IF you know Milo, then you already know how the nightscape has changed in Manhattan Beach. Tennis hottie Maria Sharapova calls him to say she’s coming down and bringing her girlfriends. Actress Kate Hudson stays with him, as does Rachel Hunter. Dodgers star Nomar Garciaparra pops in to say hello.

If you know Milo, you know why, on a recent Thursday night, with heat lightning flashing back and forth across the Pacific, his new Shade Hotel and its happening Zinc Lounge is packed with about 250 swingers -- not the flip-flops-and-beer crowd that once typified nightlife here but a more ambitious set.
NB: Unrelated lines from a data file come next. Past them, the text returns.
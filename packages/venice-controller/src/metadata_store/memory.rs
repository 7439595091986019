//! In-memory metadata store adapter.
//!
//! Stands in for the durable, strongly-consistent key/value space a real
//! deployment would back with an external collaborator. Built on
//! `DashMap` for per-key concurrency plus a `stamp: u64` CAS counter per
//! row.

use std::collections::HashMap;
use std::sync::atomic::{AtomicU64, Ordering};
use std::sync::Arc;

use async_trait::async_trait;
use dashmap::DashMap;
use parking_lot::Mutex;
use venice_controller_types::{
    ControllerError, GraveyardEntry, SchemaEntry, Store, StoreConfig, KEY_SCHEMA_ID,
};

use super::compatibility::{DefaultCompatibilityChecker, SchemaCompatibilityChecker};
use super::traits::{MetadataStore, StampedStore};
use crate::ControllerResult;

struct StoreRow {
    store: Store,
    stamp: u64,
}

/// In-memory `MetadataStore` adapter, suitable for embedding a controller
/// core in tests or a single-process deployment.
pub struct InMemoryMetadataStore {
    stores: DashMap<(String, String), StoreRow>,
    configs: DashMap<String, StoreConfig>,
    graveyard: DashMap<String, GraveyardEntry>,
    key_schemas: DashMap<String, String>,
    value_schemas: DashMap<String, Arc<Mutex<Vec<SchemaEntry>>>>,
    execution_ids: DashMap<String, AtomicU64>,
    compatibility: Box<dyn SchemaCompatibilityChecker>,
}

impl InMemoryMetadataStore {
    #[must_use]
    pub fn new() -> Self {
        Self::with_compatibility_checker(Box::new(DefaultCompatibilityChecker))
    }

    #[must_use]
    pub fn with_compatibility_checker(checker: Box<dyn SchemaCompatibilityChecker>) -> Self {
        Self {
            stores: DashMap::new(),
            configs: DashMap::new(),
            graveyard: DashMap::new(),
            key_schemas: DashMap::new(),
            value_schemas: DashMap::new(),
            execution_ids: DashMap::new(),
            compatibility: checker,
        }
    }
}

impl Default for InMemoryMetadataStore {
    fn default() -> Self {
        Self::new()
    }
}

#[async_trait]
impl MetadataStore for InMemoryMetadataStore {
    async fn get_store(&self, cluster: &str, name: &str) -> ControllerResult<StampedStore> {
        self.stores
            .get(&(cluster.to_string(), name.to_string()))
            .map(|row| StampedStore {
                store: row.store.clone(),
                stamp: row.stamp,
            })
            .ok_or_else(|| ControllerError::NotFound(format!("store '{name}' in cluster '{cluster}'")))
    }

    async fn list_stores(&self, cluster: &str) -> ControllerResult<Vec<Store>> {
        Ok(self
            .stores
            .iter()
            .filter(|entry| entry.key().0 == cluster)
            .map(|entry| entry.value().store.clone())
            .collect())
    }

    async fn add_store(&self, cluster: &str, store: Store) -> ControllerResult<u64> {
        let key = (cluster.to_string(), store.store_name.clone());
        if self.stores.contains_key(&key) {
            return Err(ControllerError::AlreadyExists(format!(
                "store '{}' in cluster '{cluster}'",
                store.store_name
            )));
        }
        self.stores.insert(key, StoreRow { store, stamp: 0 });
        Ok(0)
    }

    async fn compare_and_set_store(
        &self,
        cluster: &str,
        name: &str,
        expected_stamp: u64,
        new_store: Store,
    ) -> ControllerResult<u64> {
        let mut row = self
            .stores
            .get_mut(&(cluster.to_string(), name.to_string()))
            .ok_or_else(|| ControllerError::NotFound(format!("store '{name}' in cluster '{cluster}'")))?;

        if row.stamp != expected_stamp {
            return Err(ControllerError::ConcurrentUpdate(name.to_string()));
        }

        row.store = new_store;
        row.stamp += 1;
        Ok(row.stamp)
    }

    async fn delete_store(&self, cluster: &str, name: &str) -> ControllerResult<()> {
        self.stores.remove(&(cluster.to_string(), name.to_string()));
        Ok(())
    }

    async fn get_store_config(&self, name: &str) -> ControllerResult<StoreConfig> {
        self.configs
            .get(name)
            .map(|entry| entry.value().clone())
            .ok_or_else(|| ControllerError::NotFound(format!("store config '{name}'")))
    }

    async fn put_store_config(&self, config: StoreConfig) -> ControllerResult<()> {
        self.configs.insert(config.store_name.clone(), config);
        Ok(())
    }

    async fn delete_store_config(&self, name: &str) -> ControllerResult<()> {
        self.configs.remove(name);
        Ok(())
    }

    async fn get_largest_used_version_from_graveyard(&self, name: &str) -> ControllerResult<i32> {
        Ok(self
            .graveyard
            .get(name)
            .map_or(0, |entry| entry.largest_used_version_number))
    }

    async fn put_graveyard(&self, name: &str, largest_used_version_number: i32) -> ControllerResult<()> {
        self.graveyard
            .entry(name.to_string())
            .and_modify(|entry| {
                entry.largest_used_version_number =
                    entry.largest_used_version_number.max(largest_used_version_number);
            })
            .or_insert(GraveyardEntry {
                largest_used_version_number,
            });
        Ok(())
    }

    async fn add_key_schema(&self, store: &str, schema: &str) -> ControllerResult<u32> {
        self.key_schemas
            .entry(store.to_string())
            .or_insert_with(|| schema.to_string());
        Ok(KEY_SCHEMA_ID)
    }

    async fn get_key_schema(&self, store: &str) -> ControllerResult<Option<String>> {
        Ok(self.key_schemas.get(store).map(|entry| entry.clone()))
    }

    async fn add_value_schema(&self, store: &str, schema: &str) -> ControllerResult<u32> {
        let entry = self
            .value_schemas
            .entry(store.to_string())
            .or_insert_with(|| Arc::new(Mutex::new(Vec::new())))
            .clone();

        let mut schemas = entry.lock();

        if let Some(existing) = schemas.iter().find(|s| s.schema == schema) {
            return Ok(existing.id);
        }

        for existing in schemas.iter() {
            if !self.compatibility.is_compatible(&existing.schema, schema) {
                return Err(ControllerError::SchemaIncompatible {
                    store: store.to_string(),
                    reason: format!(
                        "candidate schema is not compatible with existing schema id {}",
                        existing.id
                    ),
                });
            }
        }

        let next_id = schemas.iter().map(|s| s.id).max().unwrap_or(0) + 1;
        schemas.push(SchemaEntry {
            id: next_id,
            schema: schema.to_string(),
        });
        Ok(next_id)
    }

    async fn get_value_schemas(&self, store: &str) -> ControllerResult<Vec<SchemaEntry>> {
        Ok(self
            .value_schemas
            .get(store)
            .map(|entry| entry.lock().clone())
            .unwrap_or_default())
    }

    async fn next_execution_id(&self, cluster: &str) -> ControllerResult<u64> {
        let counter = self
            .execution_ids
            .entry(cluster.to_string())
            .or_insert_with(|| AtomicU64::new(0));
        Ok(counter.fetch_add(1, Ordering::SeqCst) + 1)
    }
}

/// Convenience constructor mirroring the property-map boundary: not used
/// by the in-memory adapter itself, kept for symmetry with
/// `ControllerConfig::from_properties` at the call site that wires up a
/// controller.
#[must_use]
pub fn new_in_memory_metadata_store(_props: &HashMap<String, String>) -> InMemoryMetadataStore {
    InMemoryMetadataStore::new()
}

#[cfg(test)]
mod tests {
    use super::*;

    fn sample_store(name: &str) -> Store {
        Store::new(name.to_string(), "team".to_string(), 0, 0)
    }

    #[tokio::test]
    async fn add_then_get_store_round_trips() {
        let md = InMemoryMetadataStore::new();
        md.add_store("cluster-a", sample_store("orders")).await.unwrap();
        let stamped = md.get_store("cluster-a", "orders").await.unwrap();
        assert_eq!(stamped.store.store_name, "orders");
        assert_eq!(stamped.stamp, 0);
    }

    #[tokio::test]
    async fn add_store_twice_fails_already_exists() {
        let md = InMemoryMetadataStore::new();
        md.add_store("cluster-a", sample_store("orders")).await.unwrap();
        let err = md.add_store("cluster-a", sample_store("orders")).await.unwrap_err();
        assert!(matches!(err, ControllerError::AlreadyExists(_)));
    }

    #[tokio::test]
    async fn compare_and_set_rejects_stale_stamp() {
        let md = InMemoryMetadataStore::new();
        md.add_store("cluster-a", sample_store("orders")).await.unwrap();
        let stamped = md.get_store("cluster-a", "orders").await.unwrap();

        md.compare_and_set_store("cluster-a", "orders", stamped.stamp, stamped.store.clone())
            .await
            .unwrap();

        // Stale stamp from before the successful update above.
        let err = md
            .compare_and_set_store("cluster-a", "orders", stamped.stamp, stamped.store)
            .await
            .unwrap_err();
        assert!(matches!(err, ControllerError::ConcurrentUpdate(_)));
    }

    #[tokio::test]
    async fn graveyard_preserves_max_across_repeated_deletes() {
        let md = InMemoryMetadataStore::new();
        md.put_graveyard("orders", 5).await.unwrap();
        md.put_graveyard("orders", 3).await.unwrap();
        assert_eq!(
            md.get_largest_used_version_from_graveyard("orders").await.unwrap(),
            5
        );
    }

    #[tokio::test]
    async fn value_schema_registration_is_idempotent() {
        let md = InMemoryMetadataStore::new();
        let id1 = md.add_value_schema("orders", "\"string\"").await.unwrap();
        let id2 = md.add_value_schema("orders", "\"string\"").await.unwrap();
        assert_eq!(id1, id2);
        assert_eq!(id1, 1);
    }

    #[tokio::test]
    async fn value_schema_incompatible_is_rejected() {
        let md = InMemoryMetadataStore::new();
        md.add_value_schema("orders", "\"string\"").await.unwrap();
        let err = md.add_value_schema("orders", "\"int\"").await.unwrap_err();
        assert!(matches!(err, ControllerError::SchemaIncompatible { .. }));
    }

    #[tokio::test]
    async fn value_schema_compatible_record_gets_next_id() {
        let md = InMemoryMetadataStore::new();
        md.add_value_schema("orders", "\"string\"").await.unwrap();
        let record = r#"{"type":"record","name":"R","fields":[{"name":"a","type":"string"}]}"#;
        let id = md.add_value_schema("orders", record).await.unwrap();
        assert_eq!(id, 2);
    }

    #[tokio::test]
    async fn execution_ids_are_monotonic_per_cluster() {
        let md = InMemoryMetadataStore::new();
        assert_eq!(md.next_execution_id("cluster-a").await.unwrap(), 1);
        assert_eq!(md.next_execution_id("cluster-a").await.unwrap(), 2);
        assert_eq!(md.next_execution_id("cluster-b").await.unwrap(), 1);
    }
}
#[cfg(test)]
mod tests {
    use super::*;
    use crate::resource_coordinator::{ClusterTopology, InMemoryResourceCoordinator};
    use crate::metadata_store::InMemoryMetadataStore;
    use crate::topic_manager::InMemoryTopicManager;

    type TestEngine = StoreLifecycleEngine<InMemoryMetadataStore, InMemoryResourceCoordinator, InMemoryTopicManager>;

    async fn harness(cluster: &str) -> (Arc<TestEngine>, Arc<InMemoryResourceCoordinator>) {
        let metadata = Arc::new(InMemoryMetadataStore::new());
        let coordinator = Arc::new(InMemoryResourceCoordinator::new());
        let topics = Arc::new(InMemoryTopicManager::new());
        let locks = Arc::new(ClusterLockRegistry::new());
        let mastership = Arc::new(
            MastershipController::new(coordinator.clone(), "node-1", "venice-controllers")
                .with_timings(Duration::from_secs(2), Duration::from_millis(5)),
        );

        coordinator
            .ensure_cluster("venice-controllers", ClusterTopology::default())
            .await
            .unwrap();
        coordinator
            .add_resource("venice-controllers", cluster, 1, 1, "LeaderStandby", Rebalancer::default(), 1)
            .await
            .unwrap();
        coordinator.grant_leader("venice-controllers", cluster, "node-1");
        mastership.start(cluster).await.unwrap();

        let engine = Arc::new(StoreLifecycleEngine::new(
            metadata,
            coordinator.clone(),
            topics,
            mastership,
            locks,
            ControllerConfig::default(),
        ));
        (engine, coordinator)
    }

    /// A push is idempotent on push job id: retrying the same job
    /// after the version already went online returns the same version.
    #[tokio::test]
    async fn happy_push_idempotent_on_push_job_id() {
        let (engine, _coordinator) = harness("cluster-a").await;

        engine
            .create_store("cluster-a", "orders", "team", "\"long\"", "\"string\"")
            .await
            .unwrap();

        let v1 = engine
            .increment_version_idempotent("cluster-a", "orders", "p-1", Some(4), 3, false, false)
            .await
            .unwrap();
        assert_eq!(v1.number, 1);
        assert_eq!(v1.status, VersionStatus::Started);

        // Simulate the push monitor driving the version to ONLINE and
        // flipping current_version, the way an external push-status
        // consumer would.
        engine
            .storage_metadata_update("cluster-a", "orders", |s| {
                if let Some(v) = s.get_version_mut(1) {
                    v.status = VersionStatus::Online;
                }
                Ok(())
            })
            .await
            .unwrap();
        engine
            .update_store(
                "cluster-a",
                "orders",
                UpdateStoreOptions {
                    current_version: Some(1),
                    ..Default::default()
                },
            )
            .await
            .unwrap();

        let v1_again = engine
            .increment_version_idempotent("cluster-a", "orders", "p-1", Some(4), 3, false, false)
            .await
            .unwrap();
        assert_eq!(v1_again.number, 1);
    }

    /// Deleting a store is refused while it's still readable or
    /// writable, and succeeds once both are disabled.
    #[tokio::test]
    async fn delete_store_refuses_while_readable_or_writable() {
        let (engine, _coordinator) = harness("cluster-a").await;
        engine
            .create_store("cluster-a", "orders", "team", "\"long\"", "\"string\"")
            .await
            .unwrap();

        let err = engine.delete_store("cluster-a", "orders", IGNORE_VERSION).await.unwrap_err();
        assert!(matches!(err, ControllerError::Conflict(_)));

        engine
            .update_store(
                "cluster-a",
                "orders",
                UpdateStoreOptions {
                    enable_reads: Some(false),
                    enable_writes: Some(false),
                    ..Default::default()
                },
            )
            .await
            .unwrap();

        engine.delete_store("cluster-a", "orders", IGNORE_VERSION).await.unwrap();
        assert_eq!(
            engine
                .metadata()
                .get_largest_used_version_from_graveyard("orders")
                .await
                .unwrap(),
            0
        );
    }

    /// Once a store goes hybrid, partition count and incremental push
    /// become immutable.
    #[tokio::test]
    async fn hybrid_store_rejects_partition_count_and_incremental_push_changes() {
        let (engine, _coordinator) = harness("cluster-a").await;
        engine
            .create_store("cluster-a", "orders", "team", "\"long\"", "\"string\"")
            .await
            .unwrap();

        engine
            .update_store(
                "cluster-a",
                "orders",
                UpdateStoreOptions {
                    partition_count: Some(4),
                    hybrid_config: Some(HybridConfigUpdate {
                        rewind_seconds: Some(86400),
                        offset_lag_threshold: Some(1000),
                    }),
                    ..Default::default()
                },
            )
            .await
            .unwrap();

        let err = engine
            .update_store(
                "cluster-a",
                "orders",
                UpdateStoreOptions {
                    partition_count: Some(16),
                    ..Default::default()
                },
            )
            .await
            .unwrap_err();
        assert!(matches!(err, ControllerError::Conflict(_)));

        let err = engine
            .update_store(
                "cluster-a",
                "orders",
                UpdateStoreOptions {
                    incremental_push_enabled: Some(true),
                    ..Default::default()
                },
            )
            .await
            .unwrap_err();
        assert!(matches!(err, ControllerError::Conflict(_)));

        let store = engine.metadata().get_store("cluster-a", "orders").await.unwrap().store;
        assert_eq!(store.partition_count, 4);
        assert!(!store.incremental_push_enabled);
    }

    /// Leftover version topics don't block recreating a deleted store,
    /// but a leftover real-time topic does.
    #[tokio::test]
    async fn cleanup_before_recreate_ignores_version_topics_but_not_rt_topic() {
        let (engine, _coordinator) = harness("cluster-a").await;

        engine
            .check_resource_cleanup_before_store_creation("cluster-a", "ghost", false)
            .await
            .unwrap();

        engine
            .topics()
            .create_topic("ghost_v1", 1, 1, u64::MAX)
            .await
            .unwrap();
        engine
            .check_resource_cleanup_before_store_creation("cluster-a", "ghost", false)
            .await
            .unwrap();

        engine.topics().create_topic("ghost_rt", 1, 1, u64::MAX).await.unwrap();
        let err = engine
            .check_resource_cleanup_before_store_creation("cluster-a", "ghost", false)
            .await
            .unwrap_err();
        assert!(matches!(err, ControllerError::Conflict(_)));
    }

    #[tokio::test]
    async fn create_store_twice_fails_already_exists() {
        let (engine, _coordinator) = harness("cluster-a").await;
        engine
            .create_store("cluster-a", "orders", "team", "\"long\"", "\"string\"")
            .await
            .unwrap();
        let err = engine
            .create_store("cluster-a", "orders", "team", "\"long\"", "\"string\"")
            .await
            .unwrap_err();
        assert!(matches!(err, ControllerError::AlreadyExists(_)));
    }

    #[tokio::test]
    async fn non_leader_operations_are_rejected() {
        let metadata = Arc::new(InMemoryMetadataStore::new());
        let coordinator = Arc::new(InMemoryResourceCoordinator::new());
        let topics = Arc::new(InMemoryTopicManager::new());
        let locks = Arc::new(ClusterLockRegistry::new());
        let mastership = Arc::new(MastershipController::new(
            coordinator.clone(),
            "node-1",
            "venice-controllers",
        ));
        let engine = StoreLifecycleEngine::new(metadata, coordinator, topics, mastership, locks, ControllerConfig::default());

        let err = engine
            .create_store("cluster-a", "orders", "team", "\"long\"", "\"string\"")
            .await
            .unwrap_err();
        assert!(matches!(err, ControllerError::NotLeader { .. }));
    }
}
Manhattan Beach regulars in polo shirts and jeans swap lies with leggy women with unaffordable hair, young execs confab in sharp ties, Hollywood hipsters in dark glasses and dare-you-to-not-look cleavage have a few drinks, while the dance floors heat up at nearby nightspots Chakra and Towne.

“We have a line every night, and the people are always saying, ‘But I know Milo,’ ” jokes Milo Bacic, who, along with his wife, Damira, is a founder and majority investor in Shade and hosts the bar every weekend. “We’ve only been open eight months, and now everybody knows me. I’m the biggest celebrity here.”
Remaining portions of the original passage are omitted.